=== GOAL OF THE EXERCISE ===
Go through the entries below and give the number of lines that have the string "network", and only that.

[Stored data entries]
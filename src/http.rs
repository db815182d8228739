//! Request/response values that flow through the offline layer.
//!
//! These are deliberately plain data: the network and cache backends convert
//! to and from them so every component can be tested without a transport.

use reqwest::Method;
use serde::{Deserialize, Serialize};
use sha2::{Digest, Sha256};
use url::Url;

use crate::error::{OfflineError, OfflineResult};

/// Ordered header list. Order and duplicates are preserved as received.
pub type Headers = Vec<(String, String)>;

/// An outbound request issued by the host application.
#[derive(Debug, Clone, PartialEq, Eq)]
pub struct Request {
  pub method: Method,
  pub url: Url,
  pub headers: Headers,
  pub body: Option<Vec<u8>>,
}

impl Request {
  pub fn new(method: Method, url: Url) -> Self {
    Self {
      method,
      url,
      headers: Vec::new(),
      body: None,
    }
  }

  pub fn get(url: Url) -> Self {
    Self::new(Method::GET, url)
  }

  /// Parse a method name and absolute URL.
  pub fn parse(method: &str, url: &str) -> OfflineResult<Self> {
    let method = Method::from_bytes(method.to_ascii_uppercase().as_bytes())
      .map_err(|_| OfflineError::InvalidRequest(format!("bad method '{}'", method)))?;
    let url =
      Url::parse(url).map_err(|e| OfflineError::InvalidRequest(format!("bad url '{}': {}", url, e)))?;
    Ok(Self::new(method, url))
  }

  pub fn with_header(mut self, name: impl Into<String>, value: impl Into<String>) -> Self {
    self.headers.push((name.into(), value.into()));
    self
  }

  pub fn with_body(mut self, body: impl Into<Vec<u8>>) -> Self {
    self.body = Some(body.into());
    self
  }
}

/// A response, either fresh from the network or replayed from the cache.
#[derive(Debug, Clone, PartialEq, Eq, Serialize, Deserialize)]
pub struct Response {
  pub status: u16,
  pub headers: Headers,
  pub body: Vec<u8>,
}

impl Response {
  pub fn new(status: u16, body: impl Into<Vec<u8>>) -> Self {
    Self {
      status,
      headers: Vec::new(),
      body: body.into(),
    }
  }

  pub fn ok(body: impl Into<Vec<u8>>) -> Self {
    Self::new(200, body)
  }

  /// 2xx, the only statuses allowed into the cache.
  pub fn is_success(&self) -> bool {
    (200..300).contains(&self.status)
  }

  pub fn header(&self, name: &str) -> Option<&str> {
    self
      .headers
      .iter()
      .find(|(k, _)| k.eq_ignore_ascii_case(name))
      .map(|(_, v)| v.as_str())
  }
}

/// Canonical identity of a cacheable request.
///
/// Only GET requests have one, so a non-GET request cannot reach the cache.
#[derive(Debug, Clone, PartialEq, Eq, Hash)]
pub struct RequestKey {
  url: String,
}

impl RequestKey {
  pub fn for_request(request: &Request) -> Option<Self> {
    if request.method == Method::GET {
      Some(Self::for_url(&request.url))
    } else {
      None
    }
  }

  /// Key for a GET of `url`. The fragment never reaches the server, so it is dropped.
  pub fn for_url(url: &Url) -> Self {
    let mut url = url.clone();
    url.set_fragment(None);
    Self {
      url: url.to_string(),
    }
  }

  pub fn method(&self) -> &'static str {
    "GET"
  }

  pub fn url(&self) -> &str {
    &self.url
  }

  /// SHA256 of method + url, used as the storage primary key.
  pub fn cache_hash(&self) -> String {
    let mut hasher = Sha256::new();
    hasher.update(self.method().as_bytes());
    hasher.update(b" ");
    hasher.update(self.url.as_bytes());
    hex::encode(hasher.finalize())
  }
}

=== REPLY ===
2